Some of the most popular reefs around the island of Cozumel will be closed to the public due to white band disease, which is killing the coral.
The Natural Protected Areas Commission (Conanp) will restrict access to much of the Cozumel Reefs National Marine Park beginning in October.
The disease was first detected in Florida in 2014. In Mexico, it was first seen at Puerto Morelos, 45 kilometers south of Cancún, and it made its way to the reefs off Cozumel in October 2018.
In May of this year, Conanp calculated that 30% of the Mexican Caribbean’s reefs had been affected by white band disease.

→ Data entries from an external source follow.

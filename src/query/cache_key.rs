//! Cache keys for translated plans and the policy deciding cacheability.

use std::any::TypeId;
use std::fmt;
use std::hash::{Hash, Hasher};
use std::sync::Arc;

use smallvec::SmallVec;
use xxhash_rust::xxh64::Xxh64;

use crate::query::bindings::ParameterBindings;
use crate::query::options::{LockOptions, QueryOptions};
use crate::query::spi::SessionContext;

/// Identity of the query a plan was built for.
#[derive(Clone, Debug, PartialEq, Eq, Hash)]
pub enum QueryIdentity {
    /// Query created from text; the text is the identity.
    Text(Arc<str>),
    /// Query created from a statement tree; structural fingerprint.
    Tree(u64),
}

impl QueryIdentity {
    /// Returns `true` for tree-only identities.
    pub fn is_tree(&self) -> bool {
        matches!(self, QueryIdentity::Tree(_))
    }
}

impl fmt::Display for QueryIdentity {
    fn fmt(&self, f: &mut fmt::Formatter<'_>) -> fmt::Result {
        match self {
            QueryIdentity::Text(text) => f.write_str(text),
            QueryIdentity::Tree(fingerprint) => write!(f, "<tree {fingerprint:016x}>"),
        }
    }
}

/// Result type a select plan produces.
#[derive(Copy, Clone, Debug)]
pub struct ResultType {
    id: TypeId,
    name: &'static str,
}

impl ResultType {
    /// Result type of `R`.
    pub fn of<R: 'static>() -> Self {
        Self {
            id: TypeId::of::<R>(),
            name: std::any::type_name::<R>(),
        }
    }

    /// Result type of mutation plans.
    pub fn mutation() -> Self {
        Self::of::<u64>()
    }

    /// Type name, for diagnostics.
    pub fn name(&self) -> &'static str {
        self.name
    }
}

impl PartialEq for ResultType {
    fn eq(&self, other: &Self) -> bool {
        self.id == other.id
    }
}

impl Eq for ResultType {}

impl Hash for ResultType {
    fn hash<H: Hasher>(&self, state: &mut H) {
        self.id.hash(state);
    }
}

/// Sorted, de-duplicated set of enabled fetch profile names. Up to two names
/// are stored inline.
#[derive(Clone, Debug, Default, PartialEq, Eq, Hash)]
pub struct FetchProfileNames(SmallVec<[Arc<str>; 2]>);

impl FetchProfileNames {
    /// Copies `names` into a normalized set.
    pub fn new<I>(names: I) -> Self
    where
        I: IntoIterator<Item = Arc<str>>,
    {
        let mut set: SmallVec<[Arc<str>; 2]> = names.into_iter().collect();
        set.sort();
        set.dedup();
        Self(set)
    }

    /// Names in sorted order.
    pub fn names(&self) -> &[Arc<str>] {
        &self.0
    }

    /// Returns `true` when no profile is enabled.
    pub fn is_empty(&self) -> bool {
        self.0.is_empty()
    }

    /// Returns `true` when the names live inline.
    pub fn is_inline(&self) -> bool {
        !self.0.spilled()
    }
}

/// Key under which a translated plan is cached.
///
/// Equality compares every component; the hash is computed once.
#[derive(Clone, Debug)]
pub struct CacheKey {
    identity: QueryIdentity,
    result_type: ResultType,
    lock_options: Arc<LockOptions>,
    tuple_transformer: Option<Arc<str>>,
    result_list_transformer: Option<Arc<str>>,
    fetch_profiles: FetchProfileNames,
    hash: u64,
}

impl CacheKey {
    /// Builds a key from its components.
    pub fn new(
        identity: QueryIdentity,
        result_type: ResultType,
        options: &QueryOptions,
        fetch_profiles: FetchProfileNames,
    ) -> Self {
        let lock_options = Arc::clone(options.lock_options_handle());
        let mut hasher = Xxh64::new(0);
        identity.hash(&mut hasher);
        result_type.hash(&mut hasher);
        lock_options.hash(&mut hasher);
        options.tuple_transformer.hash(&mut hasher);
        options.result_list_transformer.hash(&mut hasher);
        fetch_profiles.hash(&mut hasher);
        Self {
            identity,
            result_type,
            lock_options,
            tuple_transformer: options.tuple_transformer.clone(),
            result_list_transformer: options.result_list_transformer.clone(),
            fetch_profiles,
            hash: hasher.finish(),
        }
    }

    /// Key ready for insertion: the lock options are detached from the
    /// caller's instance.
    pub fn prepare_for_store(&self) -> Self {
        Self {
            lock_options: Arc::new(LockOptions::clone(&self.lock_options)),
            ..self.clone()
        }
    }

    /// Query identity.
    pub fn identity(&self) -> &QueryIdentity {
        &self.identity
    }

    /// Result type.
    pub fn result_type(&self) -> ResultType {
        self.result_type
    }

    /// Lock options captured in the key.
    pub fn lock_options(&self) -> &LockOptions {
        &self.lock_options
    }

    /// Enabled fetch profiles captured in the key.
    pub fn fetch_profiles(&self) -> &FetchProfileNames {
        &self.fetch_profiles
    }

    /// Precomputed hash.
    pub fn hash_code(&self) -> u64 {
        self.hash
    }
}

impl PartialEq for CacheKey {
    fn eq(&self, other: &Self) -> bool {
        self.hash == other.hash
            && self.identity == other.identity
            && self.result_type == other.result_type
            && self.lock_options == other.lock_options
            && self.tuple_transformer == other.tuple_transformer
            && self.result_list_transformer == other.result_list_transformer
            && self.fetch_profiles == other.fetch_profiles
    }
}

impl Eq for CacheKey {}

impl Hash for CacheKey {
    fn hash<H: Hasher>(&self, state: &mut H) {
        state.write_u64(self.hash);
    }
}

/// Inputs a cache key is derived from.
pub trait InterpretationsKeySource {
    /// Whether the caller allows caching this query's plan.
    fn is_query_plan_cacheable(&self) -> bool;

    /// Query identity.
    fn query_identity(&self) -> &QueryIdentity;

    /// Options of the pending execution.
    fn query_options(&self) -> &QueryOptions;

    /// Bindings of the pending execution.
    fn parameter_bindings(&self) -> &ParameterBindings;
}

/// Whether a plan for `source` may be cached.
///
/// Filters and explicit graph semantics are not part of the key, and
/// multi-valued bindings are resolved per execution, so any of them makes
/// the plan uncacheable.
pub fn is_cacheable(source: &dyn InterpretationsKeySource, session: &dyn SessionContext) -> bool {
    source.is_query_plan_cacheable()
        && !session.has_enabled_filters()
        && source.query_options().applied_graph.semantic.is_none()
        && !source.parameter_bindings().has_multi_valued()
}

/// Cache key for `source`, or `None` when its plan must not be cached.
pub fn interpretations_key(
    source: &dyn InterpretationsKeySource,
    result_type: ResultType,
    session: &dyn SessionContext,
) -> Option<CacheKey> {
    if !is_cacheable(source, session) {
        return None;
    }
    Some(CacheKey::new(
        source.query_identity().clone(),
        result_type,
        source.query_options(),
        FetchProfileNames::new(session.enabled_fetch_profiles()),
    ))
}

#[cfg(test)]
mod tests {
    use super::*;
    use crate::query::options::{GraphSemantic, LockMode};
    use crate::query::spi::BulkOperationCleanup;
    use crate::types::Value;

    struct Session {
        filters: bool,
        profiles: Vec<Arc<str>>,
    }

    impl SessionContext for Session {
        fn schedule_bulk_cleanup(&self, _cleanup: BulkOperationCleanup) {}

        fn has_enabled_filters(&self) -> bool {
            self.filters
        }

        fn enabled_fetch_profiles(&self) -> Vec<Arc<str>> {
            self.profiles.clone()
        }
    }

    struct Source {
        cacheable: bool,
        identity: QueryIdentity,
        options: QueryOptions,
        bindings: ParameterBindings,
    }

    impl InterpretationsKeySource for Source {
        fn is_query_plan_cacheable(&self) -> bool {
            self.cacheable
        }

        fn query_identity(&self) -> &QueryIdentity {
            &self.identity
        }

        fn query_options(&self) -> &QueryOptions {
            &self.options
        }

        fn parameter_bindings(&self) -> &ParameterBindings {
            &self.bindings
        }
    }

    fn source() -> Source {
        Source {
            cacheable: true,
            identity: QueryIdentity::Text(Arc::from("delete from Order o")),
            options: QueryOptions::default(),
            bindings: ParameterBindings::new(),
        }
    }

    fn plain_session() -> Session {
        Session {
            filters: false,
            profiles: Vec::new(),
        }
    }

    #[test]
    fn policy_excludes_filters_graphs_and_multi_valued_bindings() {
        let session = plain_session();
        assert!(is_cacheable(&source(), &session));

        let filtered = Session {
            filters: true,
            profiles: Vec::new(),
        };
        assert!(!is_cacheable(&source(), &filtered));

        let mut graph = source();
        graph.options.applied_graph.semantic = Some(GraphSemantic::Fetch);
        assert!(!is_cacheable(&graph, &session));

        let mut multi = source();
        multi.bindings = ParameterBindings::new()
            .named_multi("ids", vec![Value::Int(1), Value::Int(2)]);
        assert!(!is_cacheable(&multi, &session));

        let mut declined = source();
        declined.cacheable = false;
        assert!(interpretations_key(&declined, ResultType::mutation(), &session).is_none());
    }

    #[test]
    fn stored_key_survives_later_lock_changes() {
        let session = plain_session();
        let mut src = source();
        src.options = QueryOptions::default().with_lock_mode(LockMode::PessimisticWrite);
        let key = interpretations_key(&src, ResultType::mutation(), &session).expect("key");
        let stored = key.prepare_for_store();

        src.options.lock_options_mut().mode = LockMode::None;
        assert_eq!(stored.lock_options().mode, LockMode::PessimisticWrite);
        src.options.lock_options_mut().mode = LockMode::PessimisticWrite;

        let lookup = interpretations_key(&src, ResultType::mutation(), &session).expect("key");
        assert_eq!(lookup, stored);
        assert_eq!(lookup.hash_code(), stored.hash_code());
    }

    #[test]
    fn result_type_and_profiles_participate() {
        let session = plain_session();
        let rows = interpretations_key(&source(), ResultType::of::<Vec<Value>>(), &session);
        let count = interpretations_key(&source(), ResultType::mutation(), &session);
        assert_ne!(rows, count);

        let profiled = Session {
            filters: false,
            profiles: vec![Arc::from("b"), Arc::from("a"), Arc::from("b")],
        };
        let key = interpretations_key(&source(), ResultType::mutation(), &profiled).expect("key");
        let names: Vec<&str> = key.fetch_profiles().names().iter().map(|n| &**n).collect();
        assert_eq!(names, vec!["a", "b"]);
        assert!(key.fetch_profiles().is_inline());
        assert_ne!(Some(key), count);
    }
}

By August, that number had risen to 42%.
On Monday, Conanp announced a series of steps it will take in coordination with tourism service providers and researchers to confront the problem by reducing pollution generated by gasoline from boats and sunscreen.
“It makes me very sad to know that I’m of the last generation that will see healthy reefs,” said park deputy director Brenda Hernández. “Our kids aren’t going to see them.”
A researcher at the Institute of Ocean Sciences at the Autonomous University (UNAM), Lorenzo Álvarez, said that around 30 of the park’s 50 species of coral have been affected.
“Of those that have been affected, more than half have already died,” he said.
The phenomenon occurs as a result of pollutants and rising water temperatures, which cause the coral polyps to expel the algae on which they feed, and that live in their tissues. The tissues then disconnect from the coral skeleton, and the reef loses its color and dies.
“It’s like suffering a wound that exposes the bone,” said Maricarmen García Rivas, director of the Punto Morelos National Park. Along with Álvarez, she was one of the scientists to discover the disease in the Caribbean.
Researchers are still without solutions to the problem, although the state is replenishing damaged reefs with laboratory-grown coral. The goal of the project, which began in 2017, is to plant 265,000 coral reef colonies by 2022.
Conanp will hold its first meeting in Cozumel today to explain the next course of action to tourism providers affected by the reef closures.